Wednesday, August 17, 2016 10:19 AM

TPPを早期に批准せよ〜UPS、議会に呼びかけ

 配送大手ユナイテッド・パーセル・サービス(UPS)は、関係国・地域が合意した環太平洋経済連携協定(TPP)に批准しなければ米国が国際貿易ルールの設定に関与できなくなる可能性があると懸念しており、TPPを早期に批准するよう連邦議会に働きかけている。

 ロイター通信によると、中国は現在、「東アジア」という枠組みで経済連携を目指す東アジア地域包括的経済連携(RCEP)で他の15カ国との協議を進めており、UPSのデイビッド・アブニー最高経営責任者(CEO)は「この協議がまとまれば中国がその地域の貿易ルールを設定することになる」と指摘。米国は早急にTPPに批准する必要があるとの考えを示した。

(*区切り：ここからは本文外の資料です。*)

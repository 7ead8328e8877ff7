// File: crates/biblio-render/src/lib.rs
// Summary: Renderer library entry point; panel charts, share composition, sinks.

pub mod compose;
pub mod error;
pub mod panel;
pub mod sink;
pub mod text;
pub mod theme;

pub use compose::{compose_share_image, export_share_image, Branding, ShareLayout};
pub use error::RenderError;
pub use panel::{marker_index, PanelChart, PanelInsets, PanelOptions, PANEL_HEIGHT, PANEL_WIDTH};
pub use sink::{FileSink, ShareSink, SinkError};
pub use text::TextShaper;
pub use theme::{Labels, Theme};
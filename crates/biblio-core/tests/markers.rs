// File: crates/biblio-core/tests/markers.rs
// Purpose: Marker extraction: source fallback order, normalization, cumulative totals.

mod support;

use biblio_core::extract_markers;
use support::{scope, FakeStore};

#[tokio::test]
async fn publish_dates_are_the_primary_source() {
    let store = FakeStore {
        publish_dates: Some(vec![
            "2021/3/5".into(),
            "2021-03-05".into(),
            "2021-04".into(),
        ]),
        added_timestamps: Some(vec!["2030-01-01 12:00:00".into()]),
        ..FakeStore::default()
    };

    let markers = extract_markers(&store, scope()).await;

    assert_eq!(markers.days, vec!["2021-03-05".to_string(), "2021-04-01".to_string()]);
    assert_eq!(markers.cumulative_by_day["2021-03-05"], 2);
    assert_eq!(markers.cumulative_by_day["2021-04-01"], 3);
    assert_eq!(store.recorded_calls(), vec!["publish_dates"]);
}

#[tokio::test]
async fn added_timestamps_used_only_when_primary_is_empty() {
    let store = FakeStore {
        publish_dates: Some(Vec::new()),
        added_timestamps: Some(vec![
            "2022-09-01 08:15:00".into(),
            "2022-09-02 19:30:00".into(),
        ]),
        ..FakeStore::default()
    };

    let markers = extract_markers(&store, scope()).await;

    assert_eq!(markers.days.len(), 2);
    assert_eq!(
        store.recorded_calls(),
        vec!["publish_dates", "added_timestamps"]
    );
}

#[tokio::test]
async fn unparseable_values_are_discarded_silently() {
    let store = FakeStore {
        publish_dates: Some(vec![
            "n.d.".into(),
            "".into(),
            "2020-05-05".into(),
            "forthcoming".into(),
        ]),
        ..FakeStore::default()
    };

    let markers = extract_markers(&store, scope()).await;

    assert_eq!(markers.days, vec!["2020-05-05".to_string()]);
    assert_eq!(markers.cumulative_by_day["2020-05-05"], 1);
}

#[tokio::test]
async fn cumulative_values_run_over_sorted_days() {
    let store = FakeStore {
        publish_dates: Some(vec![
            "2020-12-01".into(),
            "2019-01-15".into(),
            "2020-12-01".into(),
            "2021-06-30".into(),
        ]),
        ..FakeStore::default()
    };

    let markers = extract_markers(&store, scope()).await;

    assert_eq!(
        markers.days,
        vec![
            "2019-01-15".to_string(),
            "2020-12-01".to_string(),
            "2021-06-30".to_string()
        ]
    );
    let cumulative: Vec<u64> = markers
        .days
        .iter()
        .map(|d| markers.cumulative_by_day[d])
        .collect();
    assert_eq!(cumulative, vec![1, 3, 4]);
    assert!(cumulative.windows(2).all(|w| w[0] <= w[1]));
}

#[tokio::test]
async fn source_failures_degrade_to_no_markers() {
    let store = FakeStore::default();

    let markers = extract_markers(&store, scope()).await;

    assert!(markers.is_empty());
    assert!(markers.cumulative_by_day.is_empty());
}
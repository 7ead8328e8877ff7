// File: crates/biblio-render/src/sink.rs
// Summary: Export sink boundary for the encoded share image.

use std::path::PathBuf;

use async_trait::async_trait;
use thiserror::Error;

#[derive(Debug, Error)]
pub enum SinkError {
    #[error("sink unavailable: {0}")]
    Unavailable(String),
    #[error("delivery failed: {0}")]
    Delivery(String),
}

/// Receives the encoded PNG. Availability is never assumed; an absent
/// or failing sink is a failure outcome, not a crash.
#[async_trait]
pub trait ShareSink: Send + Sync {
    async fn deliver(&self, png_bytes: &[u8]) -> Result<(), SinkError>;
}

/// Writes the composite to a file.
pub struct FileSink {
    path: PathBuf,
}

impl FileSink {
    pub fn new(path: impl Into<PathBuf>) -> Self {
        Self { path: path.into() }
    }

    pub fn path(&self) -> &std::path::Path {
        &self.path
    }
}

#[async_trait]
impl ShareSink for FileSink {
    async fn deliver(&self, png_bytes: &[u8]) -> Result<(), SinkError> {
        if let Some(parent) = self.path.parent() {
            std::fs::create_dir_all(parent).map_err(|e| SinkError::Unavailable(e.to_string()))?;
        }
        std::fs::write(&self.path, png_bytes).map_err(|e| SinkError::Delivery(e.to_string()))
    }
}
fn record_decode_body(
    schema: &ApiSchema,
    snapshot: &ContextSnapshot,
    cls: &str,
) -> Result<String, GenError> {
    let fields = snapshot
        .record_fields(cls)
        .ok_or_else(|| GenError::UnregisteredRecord(cls.to_string()))?;
    let java = class_case(cls);
    let mut body = format!(
        "        Map<String, Object> map = (Map<String, Object>) object;\n        \
         {java}.Record record = new {java}.Record();\n"
    );
    for field in fields {
        body.push_str(&format!(
            "        record.{} = to{}(map.get(\"{}\"));\n",
            camel_case(&field.path),
            marshal_suffix(&field.ty),
            field.path
        ));
    }
    if cls == EVENT_CLASS {
        body.push_str(&event_snapshot_dispatch(schema, snapshot)?);
    }
    body.push_str("        return record;\n");
    Ok(body)
}

/// The polymorphic snapshot dispatch: decode the companion object kind,
/// then select the concrete record decoder by kind. One case per
/// field-bearing class; a missing record layout is a generation-time
/// omission, not a runtime condition.
fn event_snapshot_dispatch(
    schema: &ApiSchema,
    snapshot: &ContextSnapshot,
) -> Result<String, GenError> {
    let mut body = String::from(
        "        record.clazz = toObjectKind(map.get(\"class\"));\n        \
         Object snapshot = map.get(\"snapshot\");\n        \
         if (snapshot != null) {\n            \
         switch (record.clazz) {\n",
    );
    for class in schema.classes.iter().filter(|c| c.has_fields()) {
        if snapshot.record_fields(&class.name).is_none() {
            return Err(GenError::MissingSnapshotCase(class.name.clone()));
        }
        body.push_str(&format!(
            "                case {}:\n                    \
             record.snapshot = to{}Record(snapshot);\n                    \
             break;\n",
            enum_wire_to_constant(&class.name),
            class_case(&class.name)
        ));
    }
    body.push_str(
        "                default:\n                    \
         // Unknown kinds keep the raw wire value.\n                    \
         record.snapshot = snapshot;\n                    \
         break;\n            \
         }\n        \
         }\n",
    );
    Ok(body)
}
//! Generation error taxonomy.
//!
//! All variants are fatal: the pipeline has no partial-success mode, and a
//! failure aborts the run leaving already-written artifacts in place.

use std::path::PathBuf;

/// Errors raised during a generation run.
#[derive(Debug, thiserror::Error)]
pub enum GenError {
    /// Phase 2 resolved a `Record` type whose class was never registered
    /// during phase 1.
    #[error("record type references class `{0}` but no record layout was registered for it")]
    UnregisteredRecord(String),

    /// A field-bearing class is missing from the event snapshot dispatch.
    #[error("object kind `{0}` has no snapshot decode case")]
    MissingSnapshotCase(String),

    /// A default value was requested for a record type. Records are never
    /// defaulted; this is a generator bug, not schema data.
    #[error("cannot produce a default value for record type `{0}`")]
    RecordDefault(String),

    #[error("failed to parse schema: {0}")]
    Schema(#[from] serde_json::Error),

    #[error("failed to render support unit: {0}")]
    Template(#[from] tera::Error),

    #[error("failed to read {path}: {source}")]
    Read {
        path: PathBuf,
        source: std::io::Error,
    },

    #[error("failed to write {path}: {source}")]
    Write {
        path: PathBuf,
        source: std::io::Error,
    },
}
//! Java client-binding generation.
//!
//! The pipeline runs in two phases over the schema model:
//! 1. Per-class emission: each class becomes one source unit; the type
//!    resolution engine registers every encountered type, enum definition,
//!    and record layout into the generation context along the way.
//! 2. Marshalling generation: the frozen registry snapshot is turned into
//!    the support-unit context (decode functions, exception types, enums)
//!    and rendered through the template collaborator.
//!
//! ## Module structure
//!
//! - `ident`: identifier casing and escape tables
//! - `context`: cross-phase registries and the phase-2 snapshot
//! - `resolve`: the recursive type resolution engine
//! - `record`: field-tree traversal and record fragments
//! - `method`: call-wrapper emission and overload expansion
//! - `class`: per-class source unit composition
//! - `marshal`: phase-2 support-unit context
//! - `pipeline`: phase sequencing and file output
//! - `error`: the generation error taxonomy

pub mod class;
pub mod context;
pub mod error;
pub mod ident;
pub mod marshal;
pub mod method;
pub mod pipeline;
pub mod record;
pub mod resolve;
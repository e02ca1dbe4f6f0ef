//! Record field-tree emission.
//!
//! A single traversal walks a class's field tree and produces three
//! fragment lists at once: member declarations, `toString` lines, and
//! `toMap` lines. Sharing the traversal is what guarantees the three
//! appear in the identical order. The flattened (path, type) layout is
//! registered in the record registry as a side effect; phase 2 needs it to
//! generate the class's decode function.

use crate::r#gen::context::{GenerationContext, RecordField};
use crate::r#gen::error::GenError;
use crate::r#gen::ident::camel_case;
use crate::r#gen::resolve::{default_value_literal, target_type_name};
use crate::schema::{ApiClass, Field, FieldNode};

/// The three fragment kinds produced by one traversal, element-aligned.
#[derive(Debug, Default)]
pub struct RecordFragments {
    pub declarations: Vec<String>,
    pub to_string: Vec<String>,
    pub to_map: Vec<String>,
}

/// Emit a class's record fragments and register its flattened layout.
pub fn emit_record_fragments(
    ctx: &mut GenerationContext,
    class: &ApiClass,
) -> Result<RecordFragments, GenError> {
    let mut fragments = RecordFragments::default();
    let mut flat = Vec::new();
    for node in &class.fields {
        walk(ctx, &[], node, &mut fragments, &mut flat)?;
    }
    ctx.register_record(&class.name, flat);
    Ok(fragments)
}

fn walk(
    ctx: &mut GenerationContext,
    prefix: &[&str],
    node: &FieldNode,
    fragments: &mut RecordFragments,
    flat: &mut Vec<RecordField>,
) -> Result<(), GenError> {
    match node {
        FieldNode::Namespace { name, children } => {
            let mut deeper = prefix.to_vec();
            deeper.push(name);
            for child in children {
                walk(ctx, &deeper, child, fragments, flat)?;
            }
            Ok(())
        }
        FieldNode::Leaf(field) => {
            let path = wire_path(prefix, &field.name);
            let (declaration, to_string, to_map) = leaf_fragments(ctx, &path, field)?;
            fragments.declarations.push(declaration);
            fragments.to_string.push(to_string);
            fragments.to_map.push(to_map);
            flat.push(RecordField {
                path,
                ty: field.ty.clone(),
            });
            Ok(())
        }
    }
}

/// The wire key for a leaf: ancestor namespace names and the leaf name
/// joined by the schema separator.
fn wire_path(prefix: &[&str], name: &str) -> String {
    let mut segments = prefix.to_vec();
    segments.push(name);
    segments.join("_")
}

/// The three fragments for one leaf field. Also used by the class emitter
/// for the event class's synthetic members, keeping their shape identical
/// to traversed fields.
pub fn leaf_fragments(
    ctx: &mut GenerationContext,
    path: &str,
    field: &Field,
) -> Result<(String, String, String), GenError> {
    let java_name = camel_case(path);
    let java_type = target_type_name(ctx, &field.ty);
    let default = default_value_literal(ctx, &field.ty)?;

    let mut declaration = String::new();
    if !field.description.is_empty() {
        declaration.push_str(&format!(
            "        /**\n         * {}\n         */\n",
            field.description
        ));
    }
    declaration.push_str(&format!("        @JsonProperty(\"{path}\")\n"));
    if field.deprecated {
        declaration.push_str("        @Deprecated\n");
    }
    declaration.push_str(&format!("        public {java_type} {java_name};\n"));

    let to_string = format!(
        "            print.printf(\"%1$20s: %2$s\\n\", \"{java_name}\", this.{java_name});"
    );
    let to_map = format!(
        "            map.put(\"{path}\", this.{java_name} == null ? {default} : this.{java_name});"
    );
    Ok((declaration, to_string, to_map))
}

 今年は11月8日の大統領選が終われば議会は日程消化のための「レイムダック・セッション」になる可能性が高いため、UPSは議会の承認を得られる最大の好機は年内と見て、TPPを支持していない議員を対象にロビー活動を展開している。

 UPSは、自由貿易は輸出業者やUPSの雇用を増やし、TPPは米小企業の輸出増に貢献するという考え方で、アブニーCEOは「チャンスは年内が最も大きいと考えている。それが唯一とは言わないが、最善のチャンスだと思う」と述べた。

 TPPは世界の国内総生産(GDP)総生産の40%に及ぶ経済圏が対象で、オバマ政権は米国が世界貿易を主導できると見て交渉に加わったが、次期大統領候補は民主党のヒラリー・クリントン候補、共和党のドナルド・トランプ候補ともにTPPの合意内容を批判しているため、今後の行方は不透明だ。